Task objective ::
Return copies of the lines below that mention "TooLong".

(Collected data entries)
[Start of Attachment]
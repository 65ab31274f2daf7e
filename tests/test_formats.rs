//! Table-driven coverage of the minimal-format classifier and the three
//! rule-line word parsers, mirroring the teacher's own parametrized
//! `#[test_case]` tables (`examples/pczarn-cfg/cfg/tests/test_binarize.rs`).

use cfg_tools::grammar::{Grammar, MinimalFormat};
use cfg_tools::letter::Letter;
use cfg_tools::rule::Rule;
use cfg_tools::text::{word_char, word_spaced, word_spaced_exclaim};
use test_case::test_case;

#[test_case("S", "a", MinimalFormat::Char; "single char names classify as char")]
#[test_case("Start", "a", MinimalFormat::Spaced; "multi-char variable forces spaced")]
#[test_case("Start", "tok", MinimalFormat::Spaced; "multi-char terminal forces spaced")]
#[test_case("lower", "a", MinimalFormat::SpacedExclaim; "lowercase variable forces spaced-exclaim")]
fn classifies_minimal_format(variable: &str, terminal: &str, expected: MinimalFormat) {
    let mut g = Grammar::new();
    let s = Letter::variable(variable);
    g.set_start_variable(s.clone());
    g.add_rule(Rule::new(s, vec![Letter::terminal(terminal)]));
    assert_eq!(g.minimal_format(), expected);
}

#[test_case("aSb", 3; "char format splits every character")]
#[test_case("e", 0; "char format epsilon token is empty")]
fn word_char_letter_counts(text: &str, expected_len: usize) {
    assert_eq!(word_char(text).unwrap().len(), expected_len);
}

#[test_case("a Tok b", 3; "spaced format splits on whitespace")]
#[test_case("\u{3b5}", 0; "spaced format epsilon token is empty")]
fn word_spaced_letter_counts(text: &str, expected_len: usize) {
    assert_eq!(word_spaced(text).unwrap().len(), expected_len);
}

#[test_case("a! b c!", 3, 2; "spaced-exclaim format marks trailing-bang variables")]
fn word_spaced_exclaim_counts(text: &str, expected_len: usize, expected_variables: usize) {
    let word = word_spaced_exclaim(text).unwrap();
    assert_eq!(word.len(), expected_len);
    assert_eq!(word.iter().filter(|l| l.is_variable()).count(), expected_variables);
}
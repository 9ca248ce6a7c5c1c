//! Data models for the Factify API
//!
//! Request validation, verdict types and the wire responses built from them.

pub mod check_request;
pub mod verdict;

pub use check_request::{CheckRequest, FactCheckPayload, ValidationError};
pub use verdict::{
    Confidence, FactCheckResponse, FactCheckSummary, RatingSummary, Source, Verdict,
    VerdictStatus,
};
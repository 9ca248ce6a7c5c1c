//! Anthropic analysis adapter (placeholder)
//!
//! Registered so the provider can be selected by configuration; until a
//! client exists every configured call fails with `not implemented`.

use async_trait::async_trait;
use factify_common::Settings;
use std::time::Duration;

use super::{AiAssessment, AnalysisProvider, ProviderError};

pub struct AnthropicAnalyzer {
    api_key: Option<String>,
    timeout: Duration,
}

impl AnthropicAnalyzer {
    pub fn from_settings(settings: &Settings) -> Self {
        Self {
            api_key: settings.credentials.anthropic().map(str::to_string),
            timeout: settings.ai.timeout(),
        }
    }
}

#[async_trait]
impl AnalysisProvider for AnthropicAnalyzer {
    fn name(&self) -> &'static str {
        "Anthropic"
    }

    fn timeout(&self) -> Duration {
        self.timeout
    }

    fn is_configured(&self) -> bool {
        self.api_key.is_some()
    }

    async fn analyze(&self, _text: &str, _context: Option<&str>) -> Result<AiAssessment, ProviderError> {
        if !self.is_configured() {
            return Err(ProviderError::NotConfigured);
        }
        Err(ProviderError::NotImplemented)
    }
}
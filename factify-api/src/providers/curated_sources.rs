//! Curated source discovery
//!
//! Stands in for topic search against news or academic indexes: every request
//! is pointed at the same established fact-checking organisations, scored by
//! the source-credibility table.

use async_trait::async_trait;
use std::time::Duration;

use super::{ProviderError, SourceDiscovery};
use crate::credibility;
use crate::models::Source;

/// A fact-checking organisation offered to every caller
#[derive(Debug, Clone, Copy, PartialEq, Eq)]
pub struct CuratedSource {
    /// Short display name (used by GET /sources)
    pub name: &'static str,
    /// Full title shown alongside a verdict
    pub title: &'static str,
    pub url: &'static str,
}

pub const CURATED_SOURCES: &[CuratedSource] = &[
    CuratedSource {
        name: "Reuters Fact Check",
        title: "Reuters Fact Check",
        url: "https://www.reuters.com/fact-check/",
    },
    CuratedSource {
        name: "AP Fact Check",
        title: "Associated Press Fact Check",
        url: "https://apnews.com/hub/ap-fact-check",
    },
    CuratedSource {
        name: "Snopes",
        title: "Snopes",
        url: "https://www.snopes.com/",
    },
    CuratedSource {
        name: "PolitiFact",
        title: "PolitiFact",
        url: "https://www.politifact.com/",
    },
    CuratedSource {
        name: "FactCheck.org",
        title: "FactCheck.org",
        url: "https://www.factcheck.org/",
    },
];

impl CuratedSource {
    fn to_source(self) -> Source {
        Source {
            title: self.title.to_string(),
            url: self.url.to_string(),
            credibility_score: Some(credibility::assess(self.url).credibility),
        }
    }
}

pub struct CuratedSourceDiscovery {
    timeout: Duration,
}

impl CuratedSourceDiscovery {
    pub fn new(timeout: Duration) -> Self {
        Self { timeout }
    }
}

#[async_trait]
impl SourceDiscovery for CuratedSourceDiscovery {
    fn name(&self) -> &'static str {
        "Curated"
    }

    fn timeout(&self) -> Duration {
        self.timeout
    }

    async fn discover(&self, _text: &str, limit: usize) -> Result<Vec<Source>, ProviderError> {
        Ok(CURATED_SOURCES
            .iter()
            .take(limit)
            .map(|source| source.to_source())
            .collect())
    }
}
//! factify-api library interface
//!
//! Exposes the router and provider seams for the binary and integration tests.

pub mod aggregator;
pub mod api;
pub mod credibility;
pub mod error;
pub mod models;
pub mod providers;
pub mod utils;

pub use crate::error::{ApiError, ApiResult};

use axum::Router;
use chrono::{DateTime, Utc};
use factify_common::Settings;
use std::sync::Arc;
use tower_http::trace::TraceLayer;

use crate::aggregator::{Aggregator, ReductionConfig};
use crate::providers::ProviderSet;

/// Application state shared across handlers
///
/// Read-only after startup; requests share nothing mutable.
#[derive(Clone)]
pub struct AppState {
    pub settings: Arc<Settings>,
    pub aggregator: Arc<Aggregator>,
    /// Service startup timestamp for uptime tracking
    pub startup_time: DateTime<Utc>,
}

impl AppState {
    pub fn new(settings: Settings, providers: ProviderSet) -> Self {
        let aggregator = Aggregator::new(providers, ReductionConfig::from_settings(&settings));
        Self {
            settings: Arc::new(settings),
            aggregator: Arc::new(aggregator),
            startup_time: Utc::now(),
        }
    }

    /// State wired to the production adapters
    pub fn from_settings(settings: Settings) -> factify_common::Result<Self> {
        let providers = ProviderSet::from_settings(&settings)?;
        Ok(Self::new(settings, providers))
    }
}

/// Build application router
pub fn build_router(state: AppState) -> Router {
    let cors = api::cors_layer(&state.settings.server);

    Router::new()
        .merge(api::fact_check_routes())
        .merge(api::health_routes())
        .merge(api::source_routes())
        .layer(TraceLayer::new_for_http())
        .layer(cors)
        .with_state(state)
}
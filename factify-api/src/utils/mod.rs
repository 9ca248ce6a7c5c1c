//! Utility modules

pub mod text;

pub use text::{excerpt, truncate_chars};
//! Provider adapters
//!
//! Each adapter wraps exactly one outbound call and normalizes its result to a
//! [`ProviderOutcome`]. Adapters never propagate errors to the caller: missing
//! credentials, HTTP errors, timeouts and malformed payloads all become
//! `ProviderOutcome::Failure`, and the aggregator carries on with whatever
//! other signals arrived.
//!
//! # Adapters
//! 1. **openai** - AI analysis via an OpenAI-compatible chat completion endpoint
//! 2. **anthropic** / **gemini** - alternate AI providers (placeholders)
//! 3. **google_fact_check** - Google Fact Check Tools claim search
//! 4. **placeholder_databases** - Snopes / PolitiFact (no public API)
//! 5. **curated_sources** - source discovery over the curated fact-checker list
//!
//! New providers implement one of the traits below; the aggregator only sees
//! trait objects.

pub mod anthropic;
pub mod curated_sources;
pub mod gemini;
pub mod google_fact_check;
pub mod openai;
pub mod placeholder_databases;

use async_trait::async_trait;
use factify_common::{Error, Result as CommonResult, Settings};
use serde::{Deserialize, Serialize};
use std::future::Future;
use std::sync::Arc;
use std::time::Duration;
use thiserror::Error;
use tracing::{debug, warn};

use crate::models::{Confidence, Source, VerdictStatus};

pub use anthropic::AnthropicAnalyzer;
pub use curated_sources::{CuratedSource, CuratedSourceDiscovery, CURATED_SOURCES};
pub use gemini::GeminiAnalyzer;
pub use google_fact_check::GoogleFactCheck;
pub use openai::OpenAiAnalyzer;
pub use placeholder_databases::{PolitiFactDatabase, SnopesDatabase};

/// Why an adapter produced no payload
#[derive(Debug, Clone, PartialEq, Eq, Error)]
pub enum ProviderError {
    /// Credentials for this provider are absent
    #[error("not configured")]
    NotConfigured,

    /// Placeholder provider with no backing implementation
    #[error("not implemented")]
    NotImplemented,

    #[error("timed out after {0:?}")]
    Timeout(Duration),

    /// Upstream answered with a non-2xx status
    #[error("upstream returned HTTP {0}")]
    Status(u16),

    #[error("transport error: {0}")]
    Transport(String),

    /// Payload missing, not JSON, or missing required fields (detail kept for logs)
    #[error("invalid response")]
    InvalidResponse(String),
}

impl ProviderError {
    pub fn invalid(detail: impl Into<String>) -> Self {
        ProviderError::InvalidResponse(detail.into())
    }

    /// Extra context not shown in the user-facing reason
    pub fn detail(&self) -> Option<&str> {
        match self {
            ProviderError::InvalidResponse(detail) => Some(detail),
            _ => None,
        }
    }
}

/// The URL is stripped first: query strings can carry API keys
impl From<reqwest::Error> for ProviderError {
    fn from(err: reqwest::Error) -> Self {
        let err = err.without_url();
        if err.is_decode() {
            ProviderError::InvalidResponse(err.to_string())
        } else if let Some(status) = err.status() {
            ProviderError::Status(status.as_u16())
        } else {
            ProviderError::Transport(err.to_string())
        }
    }
}

/// Tagged result of one adapter invocation; always produced, never thrown
#[derive(Debug, Clone, PartialEq)]
pub enum ProviderOutcome<T> {
    Success(T),
    Failure(ProviderError),
}

impl<T> ProviderOutcome<T> {
    pub fn is_success(&self) -> bool {
        matches!(self, ProviderOutcome::Success(_))
    }

    pub fn success(&self) -> Option<&T> {
        match self {
            ProviderOutcome::Success(payload) => Some(payload),
            ProviderOutcome::Failure(_) => None,
        }
    }

    pub fn into_success(self) -> Option<T> {
        match self {
            ProviderOutcome::Success(payload) => Some(payload),
            ProviderOutcome::Failure(_) => None,
        }
    }

    pub fn failure(&self) -> Option<&ProviderError> {
        match self {
            ProviderOutcome::Success(_) => None,
            ProviderOutcome::Failure(err) => Some(err),
        }
    }
}

impl<T> From<Result<T, ProviderError>> for ProviderOutcome<T> {
    fn from(result: Result<T, ProviderError>) -> Self {
        match result {
            Ok(payload) => ProviderOutcome::Success(payload),
            Err(err) => ProviderOutcome::Failure(err),
        }
    }
}

// ============================================================================
// Payloads
// ============================================================================

/// Validated structured assessment from an AI provider
#[derive(Debug, Clone, PartialEq, Serialize, Deserialize)]
pub struct AiAssessment {
    /// Coerced to `Questionable` when the provider used an unknown label
    pub status: VerdictStatus,
    /// Clamped to 0.0-1.0
    pub confidence: Confidence,
    pub assessment: String,
    #[serde(default)]
    pub key_claims: Vec<String>,
    #[serde(default)]
    pub red_flags: Vec<String>,
    #[serde(default)]
    pub verification_suggestions: Vec<String>,
    #[serde(default)]
    pub reasoning: Option<String>,
}

/// Claims returned by one fact-check database
#[derive(Debug, Clone, PartialEq, Serialize, Deserialize)]
pub struct FactCheckReport {
    /// Database display name
    pub source: String,
    /// Claims the database reported before capping
    pub claims_found: usize,
    /// First N claims (capped by configuration)
    pub claims: Vec<ClaimItem>,
    pub url: String,
}

impl FactCheckReport {
    /// Lowercased textual ratings across all reviews of all kept claims
    pub fn textual_ratings(&self) -> impl Iterator<Item = String> + '_ {
        self.claims
            .iter()
            .flat_map(|claim| claim.claim_review.iter())
            .filter_map(|review| review.textual_rating.as_deref())
            .map(|rating| rating.trim().to_lowercase())
            .filter(|rating| !rating.is_empty())
    }
}

/// One claim as published by a fact-check database
#[derive(Debug, Clone, Default, PartialEq, Serialize, Deserialize)]
#[serde(rename_all = "camelCase")]
pub struct ClaimItem {
    #[serde(default)]
    pub text: Option<String>,
    #[serde(default)]
    pub claimant: Option<String>,
    #[serde(default)]
    pub claim_date: Option<String>,
    #[serde(default)]
    pub claim_review: Vec<ClaimReview>,
}

/// A publisher's review of a claim
#[derive(Debug, Clone, Default, PartialEq, Serialize, Deserialize)]
#[serde(rename_all = "camelCase")]
pub struct ClaimReview {
    #[serde(default)]
    pub publisher: Option<Publisher>,
    #[serde(default)]
    pub url: Option<String>,
    #[serde(default)]
    pub title: Option<String>,
    #[serde(default)]
    pub review_date: Option<String>,
    #[serde(default)]
    pub textual_rating: Option<String>,
    #[serde(default)]
    pub language_code: Option<String>,
}

#[derive(Debug, Clone, Default, PartialEq, Serialize, Deserialize)]
pub struct Publisher {
    #[serde(default)]
    pub name: Option<String>,
    #[serde(default)]
    pub site: Option<String>,
}

// ============================================================================
// Adapter traits
// ============================================================================

/// AI analysis adapter
#[async_trait]
pub trait AnalysisProvider: Send + Sync {
    /// Provider identifier for logs (e.g., "OpenAI")
    fn name(&self) -> &'static str;

    /// Upper bound on one `analyze` call
    fn timeout(&self) -> Duration;

    /// Whether the credentials this adapter needs are present
    fn is_configured(&self) -> bool {
        true
    }

    /// Perform the outbound call
    ///
    /// `context` is appended to the outbound query when present.
    async fn analyze(&self, text: &str, context: Option<&str>) -> Result<AiAssessment, ProviderError>;

    /// Run `analyze` under the timeout and normalize the result
    async fn invoke(&self, text: &str, context: Option<&str>) -> ProviderOutcome<AiAssessment> {
        settle(self.name(), self.timeout(), self.analyze(text, context)).await
    }
}

/// Fact-check database adapter
#[async_trait]
pub trait FactCheckProvider: Send + Sync {
    fn name(&self) -> &'static str;

    fn timeout(&self) -> Duration;

    fn is_configured(&self) -> bool {
        true
    }

    async fn search(&self, text: &str) -> Result<FactCheckReport, ProviderError>;

    async fn invoke(&self, text: &str) -> ProviderOutcome<FactCheckReport> {
        settle(self.name(), self.timeout(), self.search(text)).await
    }
}

/// Related-source discovery step
#[async_trait]
pub trait SourceDiscovery: Send + Sync {
    fn name(&self) -> &'static str;

    fn timeout(&self) -> Duration;

    /// Find at most `limit` sources related to `text`
    async fn discover(&self, text: &str, limit: usize) -> Result<Vec<Source>, ProviderError>;

    async fn invoke(&self, text: &str, limit: usize) -> ProviderOutcome<Vec<Source>> {
        settle(self.name(), self.timeout(), self.discover(text, limit)).await
    }
}

/// Await one provider call under `timeout`, logging failures
///
/// The timeout only bounds this call; siblings running concurrently are
/// unaffected.
pub async fn settle<T, F>(provider: &'static str, timeout: Duration, call: F) -> ProviderOutcome<T>
where
    F: Future<Output = Result<T, ProviderError>>,
{
    let result = match tokio::time::timeout(timeout, call).await {
        Ok(result) => result,
        Err(_) => Err(ProviderError::Timeout(timeout)),
    };

    match &result {
        Ok(_) => debug!(provider, "Provider call succeeded"),
        Err(ProviderError::NotConfigured) => {
            debug!(provider, "Provider skipped: not configured")
        }
        Err(err) => warn!(
            provider,
            reason = %err,
            detail = err.detail().unwrap_or(""),
            "Provider call failed"
        ),
    }

    result.into()
}

/// HTTP client shared by all calls of one adapter
///
/// The client-level timeout mirrors the adapter timeout so sockets are not
/// left open after `settle` gives up.
pub(crate) fn http_client(timeout: Duration) -> reqwest::Result<reqwest::Client> {
    reqwest::Client::builder()
        .user_agent(concat!("factify-api/", env!("CARGO_PKG_VERSION")))
        .timeout(timeout)
        .build()
}

// ============================================================================
// Provider set
// ============================================================================

/// Every adapter the aggregator fans out to
#[derive(Clone)]
pub struct ProviderSet {
    pub analysis: Arc<dyn AnalysisProvider>,
    pub fact_checkers: Vec<Arc<dyn FactCheckProvider>>,
    pub discovery: Arc<dyn SourceDiscovery>,
}

impl ProviderSet {
    /// Build the production adapters from settings
    pub fn from_settings(settings: &Settings) -> CommonResult<Self> {
        let analysis = select_analysis_provider(settings)?;

        let google = GoogleFactCheck::from_settings(settings).map_err(client_error)?;
        let fact_checkers: Vec<Arc<dyn FactCheckProvider>> = vec![
            Arc::new(google),
            Arc::new(SnopesDatabase::new(settings.fact_check.timeout())),
            Arc::new(PolitiFactDatabase::new(settings.fact_check.timeout())),
        ];

        let discovery = Arc::new(CuratedSourceDiscovery::new(settings.fact_check.timeout()));

        Ok(Self {
            analysis,
            fact_checkers,
            discovery,
        })
    }
}

/// Pick the AI adapter named by `ai.provider`; unknown names fall back to OpenAI
pub fn select_analysis_provider(settings: &Settings) -> CommonResult<Arc<dyn AnalysisProvider>> {
    let selector = settings.ai.provider.trim().to_ascii_lowercase();
    let provider: Arc<dyn AnalysisProvider> = match selector.as_str() {
        "anthropic" => Arc::new(AnthropicAnalyzer::from_settings(settings)),
        "google" | "gemini" => Arc::new(GeminiAnalyzer::from_settings(settings)),
        other => {
            if other != "openai" {
                warn!(provider = other, "Unknown AI provider, falling back to OpenAI");
            }
            Arc::new(OpenAiAnalyzer::from_settings(settings).map_err(client_error)?)
        }
    };
    Ok(provider)
}

fn client_error(err: reqwest::Error) -> Error {
    Error::Internal(format!("Failed to build HTTP client: {}", err))
}
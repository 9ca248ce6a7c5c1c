//! Fact-check databases without a public API
//!
//! Snopes and PolitiFact publish no search API. The adapters exist so the
//! fan-out already has a slot for them; every call fails with
//! `not implemented` and contributes no signal.

use async_trait::async_trait;
use std::time::Duration;

use super::{FactCheckProvider, FactCheckReport, ProviderError};

pub struct SnopesDatabase {
    timeout: Duration,
}

impl SnopesDatabase {
    pub fn new(timeout: Duration) -> Self {
        Self { timeout }
    }
}

#[async_trait]
impl FactCheckProvider for SnopesDatabase {
    fn name(&self) -> &'static str {
        "Snopes"
    }

    fn timeout(&self) -> Duration {
        self.timeout
    }

    async fn search(&self, _text: &str) -> Result<FactCheckReport, ProviderError> {
        Err(ProviderError::NotImplemented)
    }
}

pub struct PolitiFactDatabase {
    timeout: Duration,
}

impl PolitiFactDatabase {
    pub fn new(timeout: Duration) -> Self {
        Self { timeout }
    }
}

#[async_trait]
impl FactCheckProvider for PolitiFactDatabase {
    fn name(&self) -> &'static str {
        "PolitiFact"
    }

    fn timeout(&self) -> Duration {
        self.timeout
    }

    async fn search(&self, _text: &str) -> Result<FactCheckReport, ProviderError> {
        Err(ProviderError::NotImplemented)
    }
}
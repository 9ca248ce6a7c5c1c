//! Incoming fact-check requests and their validation

use factify_common::config::TextLimits;
use serde::Deserialize;
use thiserror::Error;

/// POST /fact-check body as it arrives on the wire
///
/// `text` is optional here so a missing field is reported as a validation
/// failure rather than a deserialization rejection.
#[derive(Debug, Clone, Default, Deserialize)]
pub struct FactCheckPayload {
    #[serde(default)]
    pub text: Option<String>,
    #[serde(default)]
    pub url: Option<String>,
    #[serde(default)]
    pub context: Option<String>,
}

/// Validated, immutable fact-check request
#[derive(Debug, Clone, PartialEq, Eq)]
pub struct CheckRequest {
    text: String,
    url: Option<String>,
    context: Option<String>,
}

/// Why a payload was refused before any provider was contacted
#[derive(Debug, Clone, PartialEq, Eq, Error)]
pub enum ValidationError {
    #[error("Text must be at least {min} characters long")]
    TooShort { min: usize },

    #[error("Text is too long (max {max} characters)")]
    TooLong { max: usize },
}

impl CheckRequest {
    /// Validate a payload against configured length bounds
    ///
    /// The lower bound applies to the trimmed text, the upper bound to the
    /// text as submitted. Lengths are counted in characters. Blank text is
    /// refused even when the configured minimum is zero.
    pub fn validate(payload: FactCheckPayload, limits: &TextLimits) -> Result<Self, ValidationError> {
        let text = payload.text.unwrap_or_default();

        let min = limits.min_text_length.max(1);
        if text.trim().chars().count() < min {
            return Err(ValidationError::TooShort { min });
        }

        if text.chars().count() > limits.max_text_length {
            return Err(ValidationError::TooLong {
                max: limits.max_text_length,
            });
        }

        Ok(Self {
            text,
            url: non_blank(payload.url),
            context: non_blank(payload.context),
        })
    }

    pub fn text(&self) -> &str {
        &self.text
    }

    pub fn url(&self) -> Option<&str> {
        self.url.as_deref()
    }

    pub fn context(&self) -> Option<&str> {
        self.context.as_deref()
    }
}

fn non_blank(value: Option<String>) -> Option<String> {
    value.filter(|v| !v.trim().is_empty())
}
//! Outcome reduction
//!
//! Pure function of the settled outcomes. Fact-check outcomes are visited in
//! registration order and sources are stably sorted, so two runs over the same
//! outcomes always yield the same verdict.

use std::cmp::Ordering;

use super::{digest, narrative, Outcomes, ReductionConfig};
use crate::models::{Confidence, Source, Verdict, VerdictStatus};

/// Confidence when no AI status is adopted
pub const DEFAULT_CONFIDENCE: Confidence = 0.5;

pub fn reduce(outcomes: &Outcomes, config: &ReductionConfig) -> Verdict {
    let assessment = outcomes.analysis.success();

    let mut status = VerdictStatus::Questionable;
    let mut confidence = DEFAULT_CONFIDENCE;
    if let Some(ai) = assessment {
        status = ai.status;
        if let Some(adopted) = status.adopted_confidence() {
            confidence = adopted;
        }
    }

    let fact_check_summary = digest::summarize(&outcomes.fact_checks);
    let analysis = narrative::analysis(
        assessment,
        fact_check_summary.databases_responded,
        config.excerpt_chars,
    );

    let sources = outcomes
        .sources
        .success()
        .map(|found| rank_sources(found, config.max_sources))
        .unwrap_or_default();

    Verdict {
        status,
        verdict: status.verdict_label().to_string(),
        confidence: confidence.clamp(0.0, 1.0),
        summary: narrative::summary(status).to_string(),
        analysis,
        sources,
        education: narrative::education(status).to_string(),
        fact_check_summary,
    }
}

/// Highest credibility first, unscored last, at most `limit`
///
/// Ties keep discovery order.
pub fn rank_sources(sources: &[Source], limit: usize) -> Vec<Source> {
    let mut ranked: Vec<Source> = sources
        .iter()
        .cloned()
        .map(|mut source| {
            source.credibility_score = source
                .credibility_score
                .filter(|score| score.is_finite())
                .map(|score| score.clamp(0.0, 1.0));
            source
        })
        .collect();

    ranked.sort_by(|a, b| compare_scores(b.credibility_score, a.credibility_score));
    ranked.truncate(limit);
    ranked
}

fn compare_scores(a: Option<Confidence>, b: Option<Confidence>) -> Ordering {
    match (a, b) {
        (Some(a), Some(b)) => a.total_cmp(&b),
        (Some(_), None) => Ordering::Greater,
        (None, Some(_)) => Ordering::Less,
        (None, None) => Ordering::Equal,
    }
}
[End of Attachment]
Solution for this exercise ::
    TooLong { max: usize },
            return Err(ValidationError::TooLong {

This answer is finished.